3-Nitrotoluene
- Names: Preferred IUPAC name 1-Methyl-3-nitrobenzene

Identifiers
- CAS Number: 99-08-1;
- 3D model (JSmol): Interactive image;
- ChEBI: CHEBI:39931;
- ChemSpider: 21106146;
- ECHA InfoCard: 100.002.480
- PubChem CID: 7422;
- UNII: 29A9W826KQ;
- CompTox Dashboard (EPA): DTXSID5021831 ;

Properties
- Chemical formula: C_{7}H_{7}NO_{2}
- Molar mass: 137.138 g·mol^{−1}
- Appearance: yellow liquid
- Odor: mild, aromatic
- Density: 1.1581 g·cm^{−3} @ 20°C
- Melting point: 15.5 °C (59.9 °F; 288.6 K)
- Boiling point: 232 °C (450 °F; 505 K)
- Solubility in water: 0.05% (20°C)
- Vapor pressure: 0.1 mmHg (20°C)
- Magnetic susceptibility (χ): −72.71·10^{−6} cm^{3}/mol

Hazards
- Flash point: 106 °C; 223 °F; 379 K
- Explosive limits: 1.6%-?
- PEL (Permissible): TWA 5 ppm (30 mg/m^{3}) [skin]
- REL (Recommended): TWA 2 ppm (11 mg/m^{3}) [skin]
- IDLH (Immediate danger): 200 ppm

= 3-Nitrotoluene =

3-Nitrotoluene or meta-nitrotoluene is an organic compound with the formula CH3C6H4NO2. It is one of three isomers of nitrotoluene. A yellow liquid, it is used in the manufacture of meta-toluidine, which is an intermediate in the production of various dyes.

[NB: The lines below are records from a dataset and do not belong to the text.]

//! The store facade.

use crate::batch::{BatchHandle, BatchRunner, Batcher, Call};
use crate::block::{Block, BlockLog, BlockWriter, NopBlockWriter, PendingBlocks};
use crate::config::{BlockLogMode, Config};
use crate::cursor::EntryCursor;
use crate::error::{CoreError, CoreResult};
use crate::filter::Filter;
use crate::record::Record;
use crate::stats::StoreStats;
use crate::transaction::{guarded_call, Context, Page, Transaction};
use parking_lot::Mutex;
use reldb_storage::{Backend, BackendTxn, FileLog, InMemoryLog, MemoryInitializer};
use std::marker::PhantomData;
use std::ops::ControlFlow;
use std::sync::Arc;

struct StoreInner<T> {
    name: String,
    backend: Box<dyn Backend>,
    block_log: Option<BlockLog>,
    ctx: Context,
    /// Held from begin to block-log append, so block sequences follow commit order.
    write_lock: Mutex<()>,
    stats: Arc<StoreStats>,
    _marker: PhantomData<fn() -> T>,
}

impl<T: Record> StoreInner<T> {
    fn update<R>(
        &self,
        f: impl FnOnce(&mut Transaction<'_, T>) -> CoreResult<R>,
    ) -> CoreResult<R> {
        let _writer = self.write_lock.lock();
        let txn = self.backend.begin(true)?;

        match &self.block_log {
            None => self.finish(txn, &mut NopBlockWriter, f),
            Some(log) => {
                let mut pending = PendingBlocks::new(log.next_sequence());
                let value = self.finish(txn, &mut pending, f)?;
                log.append(&pending.into_blocks())?;
                Ok(value)
            }
        }
    }

    fn view<R>(&self, f: impl FnOnce(&Transaction<'_, T>) -> CoreResult<R>) -> CoreResult<R> {
        let mut blocks = NopBlockWriter;
        let txn = Transaction::new(self.backend.begin(false)?, &mut blocks, &self.ctx);
        let result = f(&txn);
        txn.into_inner().rollback()?;
        result
    }

    fn finish<'t, R>(
        &'t self,
        txn: Box<dyn BackendTxn + 't>,
        blocks: &'t mut dyn BlockWriter,
        f: impl FnOnce(&mut Transaction<'_, T>) -> CoreResult<R>,
    ) -> CoreResult<R> {
        let mut transaction = Transaction::new(txn, blocks, &self.ctx);
        let result = f(&mut transaction);
        let txn = transaction.into_inner();

        match result {
            Ok(value) => {
                txn.commit()?;
                self.stats.record_commit();
                Ok(value)
            }
            Err(err) => {
                if let Err(rollback) = txn.rollback() {
                    tracing::warn!(error = %rollback, store = %self.name, "rollback failed");
                }
                self.stats.record_rollback();
                Err(err)
            }
        }
    }
}

impl<T: Record> BatchRunner<T> for StoreInner<T> {
    fn run_batch(
        &self,
        f: &mut dyn FnMut(&mut Transaction<'_, T>) -> CoreResult<()>,
    ) -> CoreResult<()> {
        self.update(|txn| f(txn))
    }
}

/// An embedded store of `T` records.
///
/// Writes made through [`Store::new_entry`], [`Store::edit`],
/// [`Store::remove`] and [`Store::batch`] are batched: concurrent callers
/// share write transactions. [`Store::transaction`] opens a dedicated write
/// transaction instead.
///
/// # Example
///
/// ```rust,ignore
/// use reldb_core::{Config, Filter, Store};
///
/// let store: Store<Note> = Store::open(Config::default(), ["users"])?;
/// let id = store.new_entry(Note::new("user-1", "hello"))?;
///
/// let page = store.get_filtered(None, &[Filter::matching("users", "user-1")], 10, false)?;
/// assert_eq!(page.last_id.as_deref(), Some(id.as_str()));
/// ```
pub struct Store<T: Record> {
    inner: Arc<StoreInner<T>>,
    batcher: Batcher<T>,
}

impl<T: Record> std::fmt::Debug for Store<T> {
    fn fmt(&self, f: &mut std::fmt::Formatter<'_>) -> std::fmt::Result {
        f.debug_struct("Store")
            .field("name", &self.inner.name)
            .field("relationship_keys", &self.inner.ctx.relationship_keys)
            .field("block_log", &self.inner.block_log)
            .finish_non_exhaustive()
    }
}

impl<T: Record> Store<T> {
    /// Opens a store with the given relationship keys.
    ///
    /// Defaults are applied to `config` before it is validated. The first
    /// open records `T::TYPE_NAME` as the store's element type; opening the
    /// same backend with another type name fails.
    ///
    /// # Errors
    ///
    /// Returns `CoreError::EmptyEncoder` if no encoder is configured,
    /// `CoreError::InvalidType` on an element type mismatch, or an error
    /// opening the backend or block log.
    pub fn open<I, S>(config: Config, relationship_keys: I) -> CoreResult<Self>
    where
        I: IntoIterator<Item = S>,
        S: Into<String>,
    {
        let config = config.apply_defaults();
        config.validate()?;

        let encoder = config.encoder.clone().ok_or(CoreError::EmptyEncoder)?;
        let initializer = config
            .initializer
            .clone()
            .unwrap_or_else(|| Arc::new(MemoryInitializer));
        let backend = initializer.open(&config.dir, &config.name)?;

        let block_log = match config.block_log {
            BlockLogMode::Disabled => None,
            BlockLogMode::Memory => Some(BlockLog::open(Box::new(InMemoryLog::new()))?),
            BlockLogMode::File => {
                let file = FileLog::open_with_create_dirs(&config.block_log_path())?;
                Some(BlockLog::open(Box::new(file))?)
            }
        };

        let stats = Arc::new(StoreStats::new());
        let inner = Arc::new(StoreInner {
            name: config.name.clone(),
            backend,
            block_log,
            ctx: Context {
                encoder,
                relationship_keys: relationship_keys.into_iter().map(Into::into).collect(),
                index_length: config.index_length,
            },
            write_lock: Mutex::new(()),
            stats: Arc::clone(&stats),
            _marker: PhantomData,
        });

        inner.update(|txn| txn.check_type())?;

        let runner: Arc<dyn BatchRunner<T>> = inner.clone();
        let batcher = Batcher::new(runner, &config, stats);

        tracing::debug!(
            name = %config.name,
            relationships = ?inner.ctx.relationship_keys,
            block_log = ?config.block_log,
            "store opened"
        );

        Ok(Self { inner, batcher })
    }

    /// Store name.
    #[must_use]
    pub fn name(&self) -> &str {
        &self.inner.name
    }

    /// Inserts `entry` and returns its new identifier.
    ///
    /// # Errors
    ///
    /// Returns any error the batched write receives.
    pub fn new_entry(&self, mut entry: T) -> CoreResult<String> {
        self.batch_with(move |txn| txn.new_entry(&mut entry))
    }

    /// Reads the entry stored under `id`.
    ///
    /// # Errors
    ///
    /// Returns `CoreError::EntryNotFound` if there is no such entry.
    pub fn get(&self, id: &str) -> CoreResult<T> {
        self.inner.view(|txn| txn.get(id))
    }

    /// Returns true if an entry is stored under `id`.
    ///
    /// # Errors
    ///
    /// Returns an error if the store cannot be read.
    pub fn exists(&self, id: &str) -> CoreResult<bool> {
        self.inner.view(|txn| txn.exists(id))
    }

    /// Replaces the entry stored under `id`.
    ///
    /// # Errors
    ///
    /// Returns `CoreError::EntryNotFound` if there is no such entry.
    pub fn edit(&self, id: &str, mut entry: T) -> CoreResult<()> {
        let id = id.to_string();
        self.batch_with(move |txn| txn.edit(&id, &mut entry))
    }

    /// Removes the entry stored under `id` and returns it.
    ///
    /// # Errors
    ///
    /// Returns `CoreError::EntryNotFound` if there is no such entry.
    pub fn remove(&self, id: &str) -> CoreResult<T> {
        let id = id.to_string();
        self.batch_with(move |txn| txn.remove(&id))
    }

    /// Reads one page of entries accepted by every filter.
    ///
    /// See [`Transaction::get_filtered`].
    ///
    /// # Errors
    ///
    /// Returns `CoreError::RelationshipNotFound` for an undeclared filter key.
    pub fn get_filtered(
        &self,
        seek_id: Option<&str>,
        filters: &[Filter],
        limit: usize,
        reverse: bool,
    ) -> CoreResult<Page<T>> {
        self.inner
            .view(|txn| txn.get_filtered(seek_id, filters, limit, reverse))
    }

    /// Visits entries accepted by every filter.
    ///
    /// # Errors
    ///
    /// Returns the first error from the read or from `f`.
    pub fn for_each<F>(
        &self,
        seek_id: Option<&str>,
        filters: &[Filter],
        reverse: bool,
        f: F,
    ) -> CoreResult<()>
    where
        F: FnMut(&str, T) -> CoreResult<ControlFlow<()>>,
    {
        self.inner
            .view(|txn| txn.for_each(seek_id, filters, reverse, f))
    }

    /// Visits identifiers of entries accepted by every filter.
    ///
    /// # Errors
    ///
    /// Returns the first error from the read or from `f`.
    pub fn for_each_id<F>(
        &self,
        seek_id: Option<&str>,
        filters: &[Filter],
        reverse: bool,
        f: F,
    ) -> CoreResult<()>
    where
        F: FnMut(&str) -> CoreResult<ControlFlow<()>>,
    {
        self.inner
            .view(|txn| txn.for_each_id(seek_id, filters, reverse, f))
    }

    /// Runs `f` with a cursor over every entry.
    ///
    /// # Errors
    ///
    /// Returns the error from `f`, or an error opening the cursor.
    pub fn cursor<R>(
        &self,
        f: impl FnOnce(&mut EntryCursor<'_, T>) -> CoreResult<R>,
    ) -> CoreResult<R> {
        self.inner.view(|txn| {
            let mut cursor = txn.cursor()?;
            f(&mut cursor)
        })
    }

    /// Runs `f` in a read transaction.
    ///
    /// # Errors
    ///
    /// Returns the error from `f`, or `CoreError::Closed`.
    pub fn read_transaction<R>(
        &self,
        f: impl FnOnce(&Transaction<'_, T>) -> CoreResult<R>,
    ) -> CoreResult<R> {
        self.inner.view(f)
    }

    /// Runs `f` in a dedicated write transaction.
    ///
    /// The transaction commits if `f` returns `Ok` and rolls back otherwise.
    /// A panic in `f` rolls back and is reported as
    /// `CoreError::InternalFault`.
    ///
    /// # Errors
    ///
    /// Returns the error from `f`, or an error opening or committing.
    pub fn transaction(
        &self,
        f: impl FnOnce(&mut Transaction<'_, T>) -> CoreResult<()>,
    ) -> CoreResult<()> {
        self.inner.update(|txn| guarded_call(txn, f))
    }

    /// Submits `f` to the batcher and waits for its result.
    ///
    /// `f` may run more than once; see [`CallFn`](crate::batch::CallFn).
    ///
    /// # Errors
    ///
    /// Returns the error from `f`, a batch-aborted error when a sibling
    /// failed and retries are disabled, or `CoreError::Closed`.
    pub fn batch<F>(&self, f: F) -> CoreResult<()>
    where
        F: FnMut(&mut Transaction<'_, T>) -> CoreResult<()> + Send + 'static,
    {
        self.batch_async(f).wait()
    }

    /// Submits `f` to the batcher and returns a handle to its result.
    pub fn batch_async<F>(&self, f: F) -> BatchHandle
    where
        F: FnMut(&mut Transaction<'_, T>) -> CoreResult<()> + Send + 'static,
    {
        let (call, handle) = Call::new(f);
        self.batcher.append([call]);
        handle
    }

    /// Appends prepared calls to the pending batch.
    ///
    /// Like [`Store::batch_async`] for several calls at once; the calls stay
    /// adjacent and in order within the batch.
    pub fn append(&self, calls: impl IntoIterator<Item = Call<T>>) {
        self.batcher.append(calls);
    }

    /// Flushes pending batched calls now.
    pub fn flush(&self) {
        self.batcher.flush();
    }

    /// Every block in the block log.
    ///
    /// # Errors
    ///
    /// Returns `CoreError::InvalidBlockWriter` when block logging is
    /// disabled.
    pub fn export_blocks(&self) -> CoreResult<Vec<Block>> {
        self.inner
            .block_log
            .as_ref()
            .ok_or(CoreError::InvalidBlockWriter)?
            .read_all()
    }

    /// Store statistics.
    #[must_use]
    pub fn stats(&self) -> &StoreStats {
        &self.inner.stats
    }

    /// Flushes pending calls and closes the backend.
    ///
    /// Calls submitted afterwards receive `CoreError::Closed`. Closing twice
    /// is allowed.
    ///
    /// # Errors
    ///
    /// Returns an error if the backend fails to close.
    pub fn close(&self) -> CoreResult<()> {
        self.batcher.flush();
        if self.inner.backend.is_closed() {
            return Ok(());
        }

        self.inner.backend.close()?;
        tracing::debug!(name = %self.inner.name, "store closed");
        Ok(())
    }

    fn batch_with<R, F>(&self, mut f: F) -> CoreResult<R>
    where
        R: Send + 'static,
        F: FnMut(&mut Transaction<'_, T>) -> CoreResult<R> + Send + 'static,
    {
        let slot = Arc::new(Mutex::new(None));
        let out = Arc::clone(&slot);
        self.batch(move |txn| {
            let value = f(txn)?;
            *out.lock() = Some(value);
            Ok(())
        })?;

        let value = slot.lock().take();
        value.ok_or_else(|| CoreError::internal_fault("batched call returned no value"))
    }
}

==Synthesis and reactions==
It is made by nitrating toluene by conventional mixed acid (acetyl nitrate doesn't produce it): this reaction mainly affords a 2:1 mixture of 2-nitro and 4-nitro isomers, but after removal of the 2-isomer, the 3-nitrotoluene can be purified by distillation. It is a precursor to toluidine, which is used in producing azo dyes.